At our company, we pride ourselves on fostering a dynamic and innovative work culture that empowers our employees to take ownership of their projects and drive meaningful change. With a strong focus on AI operations for retail and CPG enterprises, we offer unlimited resources for AI tools, autonomy in your role, and the opportunity to work alongside a motivated team dedicated to solving real customer problems. Our commitment to employee growth is evident through mentorship opportunities and a collaborative environment where feedback is valued, making us an exceptional employer for those looking to make a significant impact in the tech industry.

Duvo

Contact Detail:

Duvo Recruiting Team

StudySmarter Expert Advice🤫

We think this is how you could land AI Platform Engineer (EU/UK Based - Remote) in London

Tip Number 1

Network like a pro! Reach out to folks in the industry, attend meetups, and connect on LinkedIn. You never know who might have the inside scoop on job openings or can refer you directly.

Tip Number 2

Nail that interview prep! Research the company, understand their products, and be ready to discuss how your experience aligns with their mission. Practice common interview questions and have your own questions ready to show your interest.

Tip Number 3

Showcase your projects! If you've built any AI systems or tools, make sure to highlight them during interviews. Bring examples of your work to demonstrate your skills and how you tackle real-world problems.

Tip Number 4

Apply through our website! It’s the best way to ensure your application gets seen by the right people. Plus, it shows you're genuinely interested in joining our team and contributing to our mission.

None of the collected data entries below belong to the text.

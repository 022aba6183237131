//! Table flow (dine-in)
//!
//! - [`running`] - 桌台下单：合并进行中桌台与厨房单
//! - [`billing`] - 结台生成账单、打印、标记已付
//! - [`menu`] - 菜单维护
//!
//! 桌台标识为桌号，拼桌时为 `桌号-分组`（分组 1..=4）。

pub mod billing;
pub mod menu;
pub mod running;

pub use billing::Billing;
pub use menu::MenuService;
pub use running::{OrderLine, RunningTables, TableOrder};

use shared::error::{AppError, AppResult, ErrorCode};
use std::fmt;
use std::str::FromStr;

/// Largest split group for one physical table
pub const MAX_SPLIT: u8 = 4;

/// Table identifier: physical number plus optional split group
#[derive(Debug, Clone, Copy, PartialEq, Eq, Hash)]
pub struct TableId {
    pub number: u32,
    pub split: Option<u8>,
}

impl TableId {
    pub fn new(number: u32, split: Option<u8>) -> AppResult<Self> {
        if number == 0 {
            return Err(AppError::with_message(
                ErrorCode::InvalidTableNumber,
                "table number must be positive",
            ));
        }
        if let Some(s) = split
            && !(1..=MAX_SPLIT).contains(&s)
        {
            return Err(AppError::with_message(
                ErrorCode::InvalidTableNumber,
                format!("split must be within 1..={}, got {}", MAX_SPLIT, s),
            ));
        }
        Ok(Self { number, split })
    }
}

impl fmt::Display for TableId {
    fn fmt(&self, f: &mut fmt::Formatter<'_>) -> fmt::Result {
        match self.split {
            Some(s) => write!(f, "{}-{}", self.number, s),
            None => write!(f, "{}", self.number),
        }
    }
}

impl FromStr for TableId {
    type Err = AppError;

    fn from_str(s: &str) -> Result<Self, Self::Err> {
        let invalid = || {
            AppError::with_message(
                ErrorCode::InvalidTableNumber,
                format!("invalid table identifier: {}", s),
            )
        };
        let s = s.trim();
        let (number, split) = match s.split_once('-') {
            Some((n, g)) => (n, Some(g.parse::<u8>().map_err(|_| invalid())?)),
            None => (s, None),
        };
        let number = number.parse::<u32>().map_err(|_| invalid())?;
        Self::new(number, split)
    }
}

#[cfg(test)]
mod tests {
    use super::*;

    #[test]
    fn test_parse_and_display() {
        let t: TableId = "5".parse().unwrap();
        assert_eq!(t, TableId { number: 5, split: None });
        let t: TableId = "12-3".parse().unwrap();
        assert_eq!(t.to_string(), "12-3");

        assert!("0".parse::<TableId>().is_err());
        assert!("5-5".parse::<TableId>().is_err());
        assert!("abc".parse::<TableId>().is_err());
        assert_eq!(
            "5-x".parse::<TableId>().unwrap_err().code,
            ErrorCode::InvalidTableNumber
        );
    }
}
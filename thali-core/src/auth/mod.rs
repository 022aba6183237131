//! Authentication
//!
//! 认证由外部提供方负责，uid 即租户键。[`AccountService`] 负责注册时写入
//! 租户档案 (`profile/account`)、登录时建立 [`SessionContext`]。
//!
//! [`SessionContext`]: crate::core::SessionContext

mod local;
mod password;

pub use local::LocalAuthProvider;
pub use password::{hash_password, verify_password};

use async_trait::async_trait;
use serde::{Deserialize, Serialize};
use shared::error::{AppError, AppResult, ErrorCode};
use shared::models::{SystemType, TenantProfile};
use shared::util::now_millis;
use std::sync::Arc;

use crate::core::SessionContext;
use crate::store::{Collection, DocumentStore, DocumentStoreExt, TenantScope};
use crate::utils::validation::{MAX_NAME_LEN, validate_password, validate_required_text};

/// Document id of the tenant profile
pub const PROFILE_DOC: &str = "account";

/// Authenticated user
#[derive(Debug, Clone, PartialEq, Eq, Serialize, Deserialize)]
pub struct AuthUser {
    pub uid: String,
    pub email: String,
}

/// External identity provider
#[async_trait]
pub trait AuthProvider: Send + Sync {
    async fn sign_up(&self, email: &str, password: &str) -> AppResult<AuthUser>;
    async fn sign_in(&self, email: &str, password: &str) -> AppResult<AuthUser>;
}

/// Sign-up request
#[derive(Debug, Clone, Serialize, Deserialize)]
#[serde(rename_all = "camelCase")]
pub struct SignUp {
    pub email: String,
    pub password: String,
    pub system_type: SystemType,
    pub admin_username: Option<String>,
    pub admin_password: Option<String>,
}

/// Accounts: sign-up, sign-in, profile
pub struct AccountService {
    auth: Arc<dyn AuthProvider>,
    store: Arc<dyn DocumentStore>,
}

impl AccountService {
    pub fn new(auth: Arc<dyn AuthProvider>, store: Arc<dyn DocumentStore>) -> Self {
        Self { auth, store }
    }

    /// Register with the provider and write the tenant profile
    pub async fn sign_up(&self, req: SignUp) -> AppResult<SessionContext> {
        let admin_password_hash = match (&req.admin_username, &req.admin_password) {
            (Some(user), Some(pass)) => {
                validate_required_text(user, "adminUsername", MAX_NAME_LEN)?;
                validate_password(pass)?;
                Some(hash_password(pass)?)
            }
            (None, None) => None,
            _ => {
                return Err(AppError::validation(
                    "adminUsername and adminPassword must be set together",
                ));
            }
        };

        let user = self.auth.sign_up(&req.email, &req.password).await?;
        let profile = TenantProfile {
            email: user.email.clone(),
            system_type: req.system_type,
            created_at: now_millis(),
            admin_username: req.admin_username,
            admin_password_hash,
        };
        let scope = TenantScope::new(&user.uid);
        self.store
            .set_as(&scope, Collection::Profile, PROFILE_DOC, &profile)
            .await
            .inspect_err(|e| tracing::error!(tenant = %scope, error = %e, "Failed to write profile"))?;

        tracing::info!(tenant = %scope, system_type = ?profile.system_type, "Tenant signed up");
        Ok(SessionContext::new(user, Some(profile.system_type)))
    }

    /// Authenticate and open a session
    pub async fn sign_in(&self, email: &str, password: &str) -> AppResult<SessionContext> {
        let user = self.auth.sign_in(email, password).await?;
        let scope = TenantScope::new(&user.uid);
        let profile = self
            .store
            .get_as::<TenantProfile>(&scope, Collection::Profile, PROFILE_DOC)
            .await?;
        if profile.is_none() {
            tracing::warn!(tenant = %scope, "Signed in without a tenant profile");
        }
        Ok(SessionContext::new(user, profile.map(|p| p.data.system_type)))
    }

    pub async fn profile(&self, session: &SessionContext) -> AppResult<TenantProfile> {
        let scope = session.scope()?;
        self.store
            .get_as::<TenantProfile>(scope, Collection::Profile, PROFILE_DOC)
            .await?
            .map(|r| r.data)
            .ok_or_else(|| AppError::new(ErrorCode::TenantNotFound))
    }

    /// Unlock admin screens for this session
    pub async fn unlock_admin(
        &self,
        session: &SessionContext,
        username: &str,
        password: &str,
    ) -> AppResult<()> {
        let profile = self.profile(session).await?;
        session.unlock_admin(&profile, username, password)
    }
}
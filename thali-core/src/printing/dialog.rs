//! Desktop print dialog
//!
//! 打开打印对话框后等待完成回调；对话框不回调时在兜底超时后视为完成。

use async_trait::async_trait;
use shared::print::PrintRequest;
use std::time::Duration;
use tokio::sync::oneshot;

use super::{Completion, PrintChannel, PrintConfirmation, PrintResult};

/// Completion handle returned by [`PrintDialog::open`]
pub type DialogHandle = oneshot::Receiver<()>;

/// Surface that shows a receipt and reports when printing finished
pub trait PrintDialog: Send + Sync {
    fn open(&self, request: &PrintRequest) -> PrintResult<DialogHandle>;
}

/// [`PrintChannel`] over a desktop dialog
pub struct DialogChannel<D> {
    dialog: D,
    fallback: Duration,
}

impl<D: PrintDialog> DialogChannel<D> {
    pub fn new(dialog: D, fallback: Duration) -> Self {
        Self { dialog, fallback }
    }
}

#[async_trait]
impl<D: PrintDialog> PrintChannel for DialogChannel<D> {
    async fn print(&self, request: PrintRequest) -> PrintResult<PrintConfirmation> {
        let handle = self.dialog.open(&request)?;
        let completion = match tokio::time::timeout(self.fallback, handle).await {
            Ok(Ok(())) => Completion::Confirmed,
            // 对话框关闭但没有回调，同样按兜底处理
            Ok(Err(_)) | Err(_) => {
                tracing::debug!(bill_id = %request.bill_id, "Print dialog fallback");
                Completion::Fallback
            }
        };
        Ok(PrintConfirmation {
            bill_id: request.bill_id,
            completion,
            message: None,
        })
    }
}
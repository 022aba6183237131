//! Hotel Info Model (`settings/hotelInfo`)

use serde::{Deserialize, Serialize};

/// Restaurant header info and table-flow charges
#[derive(Debug, Clone, PartialEq, Serialize, Deserialize)]
#[serde(rename_all = "camelCase")]
pub struct HotelInfo {
    pub hotel_name: String,
    #[serde(default, skip_serializing_if = "Option::is_none")]
    pub address: Option<String>,
    #[serde(default, skip_serializing_if = "Option::is_none")]
    pub gst_number: Option<String>,
    /// GST percentage applied to the table subtotal
    #[serde(default)]
    pub gst_percentage: f64,
    #[serde(default)]
    pub ac_charge: f64,
    #[serde(default)]
    pub non_ac_charge: f64,
    /// Inclusive range "a-b"
    #[serde(default)]
    pub ac_tables: String,
    #[serde(default)]
    pub non_ac_tables: String,
    #[serde(default)]
    pub greeting: String,
}

impl Default for HotelInfo {
    fn default() -> Self {
        Self {
            hotel_name: String::new(),
            address: None,
            gst_number: None,
            gst_percentage: 0.0,
            ac_charge: 0.0,
            non_ac_charge: 0.0,
            ac_tables: String::new(),
            non_ac_tables: String::new(),
            greeting: String::new(),
        }
    }
}

impl HotelInfo {
    /// Whether `table_number` falls inside the AC range
    ///
    /// 范围解析失败时按非空调处理
    pub fn is_ac_table(&self, table_number: u32) -> bool {
        parse_range(&self.ac_tables)
            .map(|(start, end)| table_number >= start && table_number <= end)
            .unwrap_or(false)
    }

    /// Service charge for the table
    pub fn table_charge(&self, table_number: u32) -> f64 {
        if self.is_ac_table(table_number) {
            self.ac_charge
        } else {
            self.non_ac_charge
        }
    }
}

fn parse_range(s: &str) -> Option<(u32, u32)> {
    let (a, b) = s.split_once('-')?;
    let start = a.trim().parse().ok()?;
    let end = b.trim().parse().ok()?;
    Some((start, end))
}
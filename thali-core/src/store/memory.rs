//! In-memory store (tests, ephemeral sessions)

use async_trait::async_trait;
use parking_lot::RwLock;
use serde_json::Value;
use shared::util::new_doc_id;
use std::collections::{BTreeMap, HashMap};
use tokio::sync::broadcast;

use super::{
    ChangeNotice, Collection, Document, DocumentStore, Query, Snapshot, StoreError, StoreResult,
    TenantScope, TransactFn, merge_fields,
};

const CHANGE_CHANNEL_CAPACITY: usize = 256;

type CollectionKey = (TenantScope, Collection);

#[derive(Default)]
struct Inner {
    docs: HashMap<CollectionKey, BTreeMap<String, Value>>,
    sequence: u64,
}

impl Inner {
    fn put(&mut self, scope: &TenantScope, collection: Collection, id: &str, data: Value) -> u64 {
        self.docs
            .entry((scope.clone(), collection))
            .or_default()
            .insert(id.to_string(), data);
        self.sequence += 1;
        self.sequence
    }

    fn collect(&self, scope: &TenantScope, collection: Collection) -> Vec<Document> {
        self.docs
            .get(&(scope.clone(), collection))
            .map(|docs| {
                docs.iter()
                    .map(|(id, data)| Document {
                        id: id.clone(),
                        data: data.clone(),
                    })
                    .collect()
            })
            .unwrap_or_default()
    }
}

/// Document store held entirely in memory
pub struct MemoryStore {
    inner: RwLock<Inner>,
    changes: broadcast::Sender<ChangeNotice>,
}

impl MemoryStore {
    pub fn new() -> Self {
        let (changes, _) = broadcast::channel(CHANGE_CHANNEL_CAPACITY);
        Self {
            inner: RwLock::new(Inner::default()),
            changes,
        }
    }

    fn notify(&self, scope: &TenantScope, collection: Collection, id: &str, sequence: u64) {
        // 没有订阅者时 send 会失败，忽略
        let _ = self.changes.send(ChangeNotice {
            scope: scope.clone(),
            collection,
            id: id.to_string(),
            sequence,
        });
    }
}

impl Default for MemoryStore {
    fn default() -> Self {
        Self::new()
    }
}

#[async_trait]
impl DocumentStore for MemoryStore {
    async fn get(
        &self,
        scope: &TenantScope,
        collection: Collection,
        id: &str,
    ) -> StoreResult<Option<Document>> {
        let inner = self.inner.read();
        Ok(inner
            .docs
            .get(&(scope.clone(), collection))
            .and_then(|docs| docs.get(id))
            .map(|data| Document {
                id: id.to_string(),
                data: data.clone(),
            }))
    }

    async fn list(
        &self,
        scope: &TenantScope,
        collection: Collection,
        query: &Query,
    ) -> StoreResult<Vec<Document>> {
        let docs = self.inner.read().collect(scope, collection);
        Ok(query.apply(docs))
    }

    async fn add(
        &self,
        scope: &TenantScope,
        collection: Collection,
        data: Value,
    ) -> StoreResult<String> {
        let id = new_doc_id();
        let seq = self.inner.write().put(scope, collection, &id, data);
        self.notify(scope, collection, &id, seq);
        Ok(id)
    }

    async fn set(
        &self,
        scope: &TenantScope,
        collection: Collection,
        id: &str,
        data: Value,
    ) -> StoreResult<()> {
        let seq = self.inner.write().put(scope, collection, id, data);
        self.notify(scope, collection, id, seq);
        Ok(())
    }

    async fn update(
        &self,
        scope: &TenantScope,
        collection: Collection,
        id: &str,
        patch: Value,
    ) -> StoreResult<()> {
        let seq = {
            let mut inner = self.inner.write();
            let Some(existing) = inner
                .docs
                .get(&(scope.clone(), collection))
                .and_then(|docs| docs.get(id))
                .cloned()
            else {
                return Err(StoreError::NotFound {
                    collection,
                    id: id.to_string(),
                });
            };
            let mut merged = existing;
            merge_fields(&mut merged, patch);
            inner.put(scope, collection, id, merged)
        };
        self.notify(scope, collection, id, seq);
        Ok(())
    }

    async fn delete(
        &self,
        scope: &TenantScope,
        collection: Collection,
        id: &str,
    ) -> StoreResult<()> {
        let seq = {
            let mut inner = self.inner.write();
            let removed = inner
                .docs
                .get_mut(&(scope.clone(), collection))
                .and_then(|docs| docs.remove(id));
            if removed.is_none() {
                return Ok(());
            }
            inner.sequence += 1;
            inner.sequence
        };
        self.notify(scope, collection, id, seq);
        Ok(())
    }

    async fn snapshot(
        &self,
        scope: &TenantScope,
        collection: Collection,
        query: &Query,
    ) -> StoreResult<Snapshot> {
        let (sequence, docs) = {
            let inner = self.inner.read();
            (inner.sequence, inner.collect(scope, collection))
        };
        Ok(Snapshot {
            sequence,
            docs: query.apply(docs),
        })
    }

    fn changes(&self) -> broadcast::Receiver<ChangeNotice> {
        self.changes.subscribe()
    }

    async fn transact(
        &self,
        scope: &TenantScope,
        collection: Collection,
        id: &str,
        body: TransactFn,
    ) -> StoreResult<Value> {
        // 写锁覆盖读-改-写全过程，单进程内天然串行
        let (seq, written) = {
            let mut inner = self.inner.write();
            let current = inner
                .docs
                .get(&(scope.clone(), collection))
                .and_then(|docs| docs.get(id))
                .cloned();
            let next = body(current).map_err(StoreError::Rejected)?;
            let seq = inner.put(scope, collection, id, next.clone());
            (seq, next)
        };
        self.notify(scope, collection, id, seq);
        Ok(written)
    }
}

We think you need these skills to ace AI Platform Engineer (EU/UK Based - Remote) in London

Production AI Systems Engineering
Prompt Engineering
Context Management
Agent Orchestration
System Design for AI
Evaluation Frameworks
Debugging and Diagnosis

Some tips for your application 🫡

Show Your Passion for AI:When you're writing your application, let your enthusiasm for AI shine through! We want to see how you've engaged with AI systems in the past and what excites you about building production-level solutions. Make it personal and relatable!

Be Specific About Your Experience:Don't just list your skills—give us the juicy details! Share specific examples of projects where you've tackled AI challenges, especially around prompt engineering or context management. The more concrete, the better!

Tailor Your Application:Make sure your application speaks directly to the role. Highlight your experience with production AI systems and system design. Show us that you understand the unique challenges we face and how you can help solve them.

Apply Through Our Website:We encourage you to apply through our website for a smoother process. It helps us keep track of applications and ensures you get the attention you deserve. Plus, it’s super easy—just a few clicks and you’re done!

How to prepare for a job interview at Duvo

Know Your AI Systems Inside Out

Make sure you can talk confidently about your experience with production AI systems. Be ready to discuss specific projects where you've tackled prompt engineering, context management, or agent orchestration. Highlight measurable outcomes and how you took ambiguous problems to production.

Showcase Your System Design Skills

Prepare to discuss how you design systems that handle the unique challenges of AI. Think about reliability, cost, and latency as key factors. Bring examples of how you've approached non-deterministic outputs and tool execution failures in your previous work.

Demonstrate Your Debugging Process

Be ready to explain your hypothesis-driven approach to debugging. Share specific instances where you traced failures across model behaviour, data pipelines, and infrastructure. This will show your analytical skills and ability to solve complex issues.

Embrace Feedback and Adaptability

Since the company values direct feedback and iterative processes, be prepared to discuss how you've handled constructive criticism in the past. Share examples of how you've adapted your work based on feedback and how you approach course-correcting when things don't go as planned.